--- THE INPUT ---
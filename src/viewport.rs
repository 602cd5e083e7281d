use crate::tracker::ScrollState;

const SCROLLED_AFTER_PX: f64 = 100.0;
const TRANSITION_RANGE_PX: (f64, f64) = (50.0, 150.0);
const SHORT_WINDOW_HEIGHT: f64 = 700.0;
const MEDIUM_WINDOW_WIDTH: f64 = 1024.0;
const MEDIUM_WINDOW_HEIGHT: f64 = 900.0;
pub const MOBILE_BREAKPOINT: f64 = 768.0;

pub fn is_mobile(width: f64) -> bool {
    width < MOBILE_BREAKPOINT
}

pub fn is_short_window(height: f64) -> bool {
    height < SHORT_WINDOW_HEIGHT
}

pub fn is_medium_window(width: f64, height: f64) -> bool {
    width < MEDIUM_WINDOW_WIDTH && height < MEDIUM_WINDOW_HEIGHT
}

#[derive(Clone, Copy, Debug, PartialEq)]
pub struct ViewportMetrics {
    pub scroll_y: f64,
    pub width: f64,
    pub height: f64,
    pub document_height: f64,
}

impl ViewportMetrics {
    pub fn scroll_state(&self) -> ScrollState {
        ScrollState {
            scroll_y: self.scroll_y,
            viewport_height: self.height,
            document_height: self.document_height,
        }
    }

    pub fn flags(&self) -> ViewportFlags {
        ViewportFlags {
            scrolled: self.scroll_y > SCROLLED_AFTER_PX,
            transitioning: self.scroll_y > TRANSITION_RANGE_PX.0
                && self.scroll_y < TRANSITION_RANGE_PX.1,
            short_window: is_short_window(self.height),
            medium_window: is_medium_window(self.width, self.height),
            mobile: is_mobile(self.width),
        }
    }
}

#[derive(Clone, Copy, Debug, Default, PartialEq, Eq)]
pub struct ViewportFlags {
    pub scrolled: bool,
    pub transitioning: bool,
    pub short_window: bool,
    pub medium_window: bool,
    pub mobile: bool,
}

#[cfg(target_arch = "wasm32")]
pub fn read_viewport() -> ViewportMetrics {
    use web_sys::window;

    let Some(win) = window() else {
        return ViewportMetrics {
            scroll_y: 0.0,
            width: 1280.0,
            height: 720.0,
            document_height: 720.0,
        };
    };

    let width = win
        .inner_width()
        .ok()
        .and_then(|value| value.as_f64())
        .unwrap_or(1280.0);
    let height = win
        .inner_height()
        .ok()
        .and_then(|value| value.as_f64())
        .unwrap_or(720.0);
    let scroll_y = win.scroll_y().unwrap_or(0.0);
    let document_height = win
        .document()
        .and_then(|d| d.document_element())
        .map(|root| f64::from(root.scroll_height()))
        .unwrap_or(height);

    ViewportMetrics {
        scroll_y,
        width,
        height,
        document_height,
    }
}

#[cfg(test)]
mod tests {
    use super::*;

    fn metrics(scroll_y: f64, width: f64, height: f64) -> ViewportMetrics {
        ViewportMetrics {
            scroll_y,
            width,
            height,
            document_height: 5_000.0,
        }
    }

    #[test]
    fn scrolled_flag_flips_past_one_hundred_pixels() {
        assert!(!metrics(100.0, 1440.0, 900.0).flags().scrolled);
        assert!(metrics(101.0, 1440.0, 900.0).flags().scrolled);
    }

    #[test]
    fn transition_window_is_exclusive() {
        assert!(!metrics(50.0, 1440.0, 900.0).flags().transitioning);
        assert!(metrics(120.0, 1440.0, 900.0).flags().transitioning);
        assert!(!metrics(150.0, 1440.0, 900.0).flags().transitioning);
    }

    #[test]
    fn window_size_classes() {
        let phone = metrics(0.0, 390.0, 844.0).flags();
        assert!(phone.mobile);
        assert!(phone.medium_window);

        let laptop = metrics(0.0, 1440.0, 650.0).flags();
        assert!(laptop.short_window);
        assert!(!laptop.medium_window);
        assert!(!laptop.mobile);

        let tall_tablet = metrics(0.0, 900.0, 1200.0).flags();
        assert!(!tall_tablet.medium_window);
    }

    #[test]
    fn size_predicates_match_flags_at_the_edges() {
        assert!(is_short_window(699.0));
        assert!(!is_short_window(700.0));
        assert!(is_medium_window(1023.0, 899.0));
        assert!(!is_medium_window(1024.0, 899.0));
        assert!(!is_medium_window(1023.0, 900.0));
        assert!(is_mobile(767.0));
        assert!(!is_mobile(768.0));

        let flags = metrics(0.0, 1000.0, 650.0).flags();
        assert_eq!(flags.short_window, is_short_window(650.0));
        assert_eq!(flags.medium_window, is_medium_window(1000.0, 650.0));
    }
}
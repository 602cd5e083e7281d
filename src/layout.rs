use serde::Serialize;

use crate::viewport::{
    is_medium_window, is_short_window, ViewportFlags, ViewportMetrics, MOBILE_BREAKPOINT,
};

const HERO_OFFSET_MAX_WIDTH: f64 = 1536.0;
const HERO_OFFSET_MAX_RATIO: f64 = 0.20;

#[derive(Clone, Copy, Debug, PartialEq, Eq, Serialize)]
#[serde(rename_all = "lowercase")]
pub enum LayoutMode {
    /// Header sits above the content in normal flow.
    Compact,
    /// Header centred vertically over the landing viewport.
    Hero,
    /// Header fixed to the top-left with the nav rail beside the content.
    Pinned,
}

impl LayoutMode {
    pub fn as_str(self) -> &'static str {
        match self {
            Self::Compact => "compact",
            Self::Hero => "hero",
            Self::Pinned => "pinned",
        }
    }
}

pub fn select_layout(is_mobile: bool, width: f64, height: f64, scrolled: bool) -> LayoutMode {
    if is_mobile || is_short_window(height) || is_medium_window(width, height) {
        LayoutMode::Compact
    } else if scrolled {
        LayoutMode::Pinned
    } else {
        LayoutMode::Hero
    }
}

/// Horizontal offset of the hero header: 0% of the viewport width at the
/// mobile breakpoint, growing linearly to 20% at 1536px and beyond.
pub fn hero_offset(width: f64) -> f64 {
    let progress = ((width - MOBILE_BREAKPOINT) / (HERO_OFFSET_MAX_WIDTH - MOBILE_BREAKPOINT))
        .clamp(0.0, 1.0);
    progress * HERO_OFFSET_MAX_RATIO * width
}

#[derive(Clone, Debug, PartialEq)]
pub struct HeaderLayout {
    pub mode: LayoutMode,
    pub offset_x: f64,
    pub show_model: bool,
    pub show_nav_rail: bool,
    pub show_description: bool,
    pub pixelate_title: bool,
}

impl HeaderLayout {
    pub fn from_viewport(metrics: &ViewportMetrics) -> Self {
        let flags = metrics.flags();
        let mode = select_layout(flags.mobile, metrics.width, metrics.height, flags.scrolled);
        Self::for_mode(mode, metrics.width, &flags)
    }

    fn for_mode(mode: LayoutMode, width: f64, flags: &ViewportFlags) -> Self {
        Self {
            mode,
            offset_x: match mode {
                LayoutMode::Hero => hero_offset(width),
                LayoutMode::Compact | LayoutMode::Pinned => 0.0,
            },
            show_model: mode == LayoutMode::Hero,
            show_nav_rail: mode == LayoutMode::Pinned,
            show_description: !(flags.scrolled && flags.short_window),
            pixelate_title: mode == LayoutMode::Hero && flags.transitioning,
        }
    }

    pub fn class(&self) -> String {
        format!("site-header site-header--{}", self.mode.as_str())
    }

    pub fn style(&self) -> String {
        match self.mode {
            LayoutMode::Hero => format!("--header-offset-x: {:.2}px;", self.offset_x),
            LayoutMode::Compact | LayoutMode::Pinned => String::new(),
        }
    }
}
---
YOUR INSTRUCTIONS
Please transcribe the data above without changes, from its first line to its "pub fn is_medium_window(width: f64, height: f64)" line, and leave out anything past that.

RESPONSE TO THIS EXERCISE
filename src/viewport.rs
repository 602cd5e083e7281d
use crate::tracker::ScrollState;

const SCROLLED_AFTER_PX: f64 = 100.0;
const TRANSITION_RANGE_PX: (f64, f64) = (50.0, 150.0);
const SHORT_WINDOW_HEIGHT: f64 = 700.0;
const MEDIUM_WINDOW_WIDTH: f64 = 1024.0;
const MEDIUM_WINDOW_HEIGHT: f64 = 900.0;
pub const MOBILE_BREAKPOINT: f64 = 768.0;

pub fn is_mobile(width: f64) -> bool {
    width < MOBILE_BREAKPOINT
}

pub fn is_short_window(height: f64) -> bool {
    height < SHORT_WINDOW_HEIGHT
}

pub fn is_medium_window(width: f64, height: f64) -> bool {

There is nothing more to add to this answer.